No, lo que he pretendido es seguir los pasos de la propuesta, por demás única y pionera, de lectura estrictamente simbólica de los textos sagrados que Marià Corbí ha venido pergeñando en nuestro país desde hace ya un buen puñado de años. Aunque lo he hecho, no podía ser de otro modo, a mi manera. Y es que sería estúpido y suicida despreciar el rico legado sufí del ta’wîl o hermenéutica simbólica de los textos. En ese sentido, los sufíes han sido, históricamente, unos de nuestros más valiosos predecesores, en lo que lectura simbólica se refiere. Igualmente, han destacado los sufíes por su ecumenismo y apertura al otro. Pienso, por ejemplo, en el círculo de estudios que el príncipe sufí Dara Shikoh (m. 1659) constituyó en la India mogol, con sabios hindúes, musulmanes, budistas, parsis y cristianos, del cual salió, entre otras obras, la traducción al persa de los Upanishads. La diferencia estriba en que dichos sabios sufíes eran sufíes, sí, pero también creyentes, mientras que nosotros hoy ya no somos creyentes, entre otras cosas, porque no podemos serlo.

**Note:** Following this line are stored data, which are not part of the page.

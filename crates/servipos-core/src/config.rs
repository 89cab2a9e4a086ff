//! # Pricing Configuration
//!
//! The immutable settings snapshot a caller reads once and passes into
//! calculations. The core never looks up settings on its own; two
//! concurrent calculations with different snapshots can't interfere.
//!
//! Loading the snapshot (files, environment) is the application's job.

use serde::{Deserialize, Serialize};
use ts_rs::TS;

use crate::error::CoreResult;
use crate::money::Money;
use crate::types::{CalculationInput, RepairCalculationInput, TaxMode, TaxRate};
use crate::validation::validate_tax_rate;

/// Default IVA / VAT rate: 10%.
pub const DEFAULT_TAX_RATE_BPS: u32 = 1000;

/// Process-wide pricing settings.
#[derive(Debug, Clone, Copy, PartialEq, Eq, Serialize, Deserialize, TS)]
#[ts(export)]
#[serde(rename_all = "camelCase")]
pub struct PricingConfig {
    /// Rate applied when a line doesn't carry its own.
    #[serde(default = "default_tax_rate")]
    pub default_tax_rate: TaxRate,

    /// Whether configured prices already include tax.
    #[serde(default)]
    pub tax_mode: TaxMode,
}

fn default_tax_rate() -> TaxRate {
    TaxRate::from_bps(DEFAULT_TAX_RATE_BPS)
}

impl Default for PricingConfig {
    fn default() -> Self {
        PricingConfig {
            default_tax_rate: default_tax_rate(),
            tax_mode: TaxMode::default(),
        }
    }
}

impl PricingConfig {
    pub fn new(default_tax_rate: TaxRate, tax_mode: TaxMode) -> Self {
        PricingConfig {
            default_tax_rate,
            tax_mode,
        }
    }

    /// Checks the snapshot before it is handed out.
    pub fn validate(&self) -> CoreResult<()> {
        validate_tax_rate(self.default_tax_rate)?;
        Ok(())
    }

    #[inline]
    pub fn prices_include_tax(&self) -> bool {
        self.tax_mode.prices_include_tax()
    }

    /// Flat-rate input carrying the default rate.
    pub fn line_input(&self, subtotal: Money) -> CalculationInput {
        CalculationInput::new(subtotal).with_tax_rate(self.default_tax_rate)
    }

    /// Repair input carrying the default rate and tax mode.
    pub fn repair_input(&self, labor_cost: Money, parts_cost: Money) -> RepairCalculationInput {
        RepairCalculationInput::new(labor_cost, parts_cost)
            .with_tax_rate(self.default_tax_rate)
            .with_prices_include_tax(self.prices_include_tax())
    }

    /// Fills in the default rate on an input that has none.
    pub fn apply_to_line(&self, mut input: CalculationInput) -> CalculationInput {
        input.tax_rate.get_or_insert(self.default_tax_rate);
        input
    }

    /// Fills in the default rate and mode on a repair input that has none.
    pub fn apply_to_repair(&self, mut input: RepairCalculationInput) -> RepairCalculationInput {
        input.tax_rate.get_or_insert(self.default_tax_rate);
        input
            .prices_include_tax
            .get_or_insert(self.prices_include_tax());
        input
    }
}
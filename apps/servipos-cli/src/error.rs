//! # CLI Error Type
//!
//! Unified error type for the command line.
//!
//! ## Error Flow
//! ```text
//! ┌─────────────────────────────────────────────────────────────────────────┐
//! │  pricing.toml unreadable? ──── std::io::Error ─────┐                    │
//! │  pricing.toml malformed?  ──── toml::de::Error ────┤                    │
//! │  cart request malformed?  ──── serde_json::Error ──┼──► CliError        │
//! │  input rejected?          ──── CoreError ──────────┤       │            │
//! │  bad setting value?       ──── InvalidConfig ──────┘       ▼            │
//! │                                                   stderr + exit 1      │
//! └─────────────────────────────────────────────────────────────────────────┘
//! ```

use servipos_core::{CoreError, ValidationError};
use thiserror::Error;

/// Errors surfaced by the `servipos` binary.
#[derive(Debug, Error)]
pub enum CliError {
    /// Reading the config file or the request failed.
    #[error("I/O error: {0}")]
    Io(#[from] std::io::Error),

    /// The config file is not valid TOML for [`crate::config::CliConfig`].
    #[error("Failed to parse config: {0}")]
    ConfigParse(#[from] toml::de::Error),

    /// A setting parsed but holds an unusable value.
    #[error("Invalid configuration: {0}")]
    InvalidConfig(String),

    /// The cart request is not valid JSON, or the output could not be encoded.
    #[error("JSON error: {0}")]
    Json(#[from] serde_json::Error),

    /// The pricing engine rejected the input.
    #[error(transparent)]
    Core(#[from] CoreError),
}

impl From<ValidationError> for CliError {
    fn from(err: ValidationError) -> Self {
        CliError::Core(CoreError::from(err))
    }
}

/// Result type for CLI operations.
pub type CliResult<T> = Result<T, CliError>;
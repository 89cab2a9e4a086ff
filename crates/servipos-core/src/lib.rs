//! # servipos-core: Pricing Engine for Servi POS
//!
//! Pure functions that turn raw line costs into subtotal, tax, discount
//! and total, for product lines and for repair lines (labor + parts),
//! and aggregate both kinds into one cart total.
//!
//! ## Architecture Position
//! ```text
//! ┌─────────────────────────────────────────────────────────────────────────┐
//! │                        Servi POS Architecture                           │
//! │                                                                         │
//! │  ┌─────────────────────────────────────────────────────────────────┐   │
//! │  │            Callers (cart UI, repair desk, servipos-cli)         │   │
//! │  │     read PricingConfig once, pass it into every calculation     │   │
//! │  └─────────────────────────────┬───────────────────────────────────┘   │
//! │                                │                                        │
//! │  ┌─────────────────────────────▼───────────────────────────────────┐   │
//! │  │              ★ servipos-core (THIS CRATE) ★                     │   │
//! │  │                                                                 │   │
//! │  │   rounding ──► money ──► tax ──┬──► line_item ──┐               │   │
//! │  │                                └──► repair ─────┴──► cart       │   │
//! │  │                                                                 │   │
//! │  │   validation ──► validated (strict wrappers)                    │   │
//! │  │                                                                 │   │
//! │  │   NO I/O • NO GLOBAL STATE • PURE FUNCTIONS                     │   │
//! │  └─────────────────────────────────────────────────────────────────┘   │
//! └─────────────────────────────────────────────────────────────────────────┘
//! ```
//!
//! ## Modules
//!
//! - [`rounding`] - The one rounding policy (2 places, half away from zero)
//! - [`money`] - Money type in integer cents
//! - [`types`] - Inputs, results and cart line shapes
//! - [`tax`] - Tax extraction (inclusive) and addition (exclusive)
//! - [`line_item`] - Flat-rate line pricing
//! - [`repair`] - Labor + parts pricing with proportional discount
//! - [`cart`] - Mixed cart aggregation
//! - [`validation`] / [`validated`] - Optional strict input checks
//! - [`config`] - Immutable pricing settings snapshot
//! - [`error`] - Domain error types
//!
//! ## Design Principles
//!
//! 1. **Pure Functions**: same input = same output, safe from any thread
//! 2. **Integer Money**: every reported amount is whole cents (i64)
//! 3. **Exact Intermediates**: division runs on `Decimal`, rounded once
//! 4. **No Failures in the Math**: edge values clamp or short-circuit;
//!    only the strict wrappers return errors
//!
//! ## Example Usage
//!
//! ```rust
//! use servipos_core::money::Money;
//! use servipos_core::repair::calculate_repair_total;
//! use servipos_core::types::{RepairCalculationInput, TaxRate};
//!
//! // Labor 110000 and parts 220000, both including 10% IVA
//! let input = RepairCalculationInput::new(Money::from_major(110_000), Money::from_major(220_000))
//!     .with_tax_rate(TaxRate::from_bps(1000));
//!
//! let result = calculate_repair_total(&input);
//! assert_eq!(result.subtotal, Money::from_major(300_000));
//! assert_eq!(result.tax_amount, Money::from_major(30_000));
//! assert_eq!(result.total, Money::from_major(330_000));
//! ```

// =============================================================================
// Module Declarations
// =============================================================================

pub mod cart;
pub mod config;
pub mod error;
pub mod line_item;
pub mod money;
pub mod repair;
pub mod rounding;
pub mod tax;
pub mod types;
pub mod validated;
pub mod validation;

// =============================================================================
// Re-exports for Convenience
// =============================================================================

pub use cart::calculate_mixed_cart_total;
pub use config::PricingConfig;
pub use error::{CoreError, CoreResult, ValidationError};
pub use line_item::calculate_total;
pub use money::Money;
pub use repair::{calculate_repair_total, create_repair_cart_item};
pub use rounding::{round2, round2_f64};
pub use tax::{add_tax, extract_tax};
pub use types::*;

// =============================================================================
// Crate-Level Constants
// =============================================================================

/// Maximum lines of one kind (products or repairs) in a single cart.
///
/// ## Business Reason
/// Prevents runaway carts and keeps transactions a reasonable size.
pub const MAX_CART_LINES: usize = 100;

/// Maximum quantity of a single part on a repair, or product on a line.
///
/// ## Business Reason
/// Catches typing 1000 instead of 10.
pub const MAX_ITEM_QUANTITY: i64 = 999;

Hoy, no es suficiente con las propias fuentes para entender la extrema complejidad del hombre y del mundo. No basta con una sola perspectiva -ya sea el islam, el cristianismo, el budismo, o lo que sea- para comprender la magnificencia de la existencia. Hoy, además, que todo es de todos, encastillarse en lo propio ignorando el resto resulta suicida. Pero, leer los grandes textos sagrados de la humanidad, y el Evangelio de Juan lo es, ha de implicar siempre revivir sus palabras desde nuestro contexto histórico, esto es, desde nuestra forma de pensar y desde nuestro sentir. De otro modo, los traicionaríamos. Los grandes textos espirituales y de sabiduría se están diciendo a cada instante. En ese sentido, poseen la autoridad de la aurora. Constituyen inagotables veneros de intuiciones espirituales atemporales dichas mediante símbolos; y éstos, a diferencia de los dogmas, invitan siempre a renovadas y múltiples reinterpretaciones. Los textos sugieren al lector un segundo (¡y hasta tercero y cuarto…!) sentido de las cosas, por boca de sus personajes o a través de metáforas y símiles. Esa es la grandeza del lenguaje simbólico. Mientras que el lenguaje común es eso y nada más, el lenguaje simbólico es eso… ¡y muchas cosas más! El lenguaje de la espiritualidad es el simbolismo. Por consiguiente, es preciso hablar dicho lenguaje simbólico a fin de comprender, en profundidad, de qué hablan las religiones y los grandes maestros de la espiritualidad universal, Jesús, el sabio y maestro de Nazaret, en este caso.
No me queda ya sino agradecer a Marià Corbí la invitación a participar en el seminario en el que durante un año fuimos comentando al alimón el Evangelio de Juan. Ese fue el embrión de este libro. Ni que decir tiene que el reto para mí fue inmenso, pero estimulante, al mismo tiempo. Hoy, puedo decir que ha sido mucho lo que he aprendido leyendo y releyendo el texto de Juan sobre Jesús, pero también escuchando al propio Marià Corbí, en el transcurso del seminario.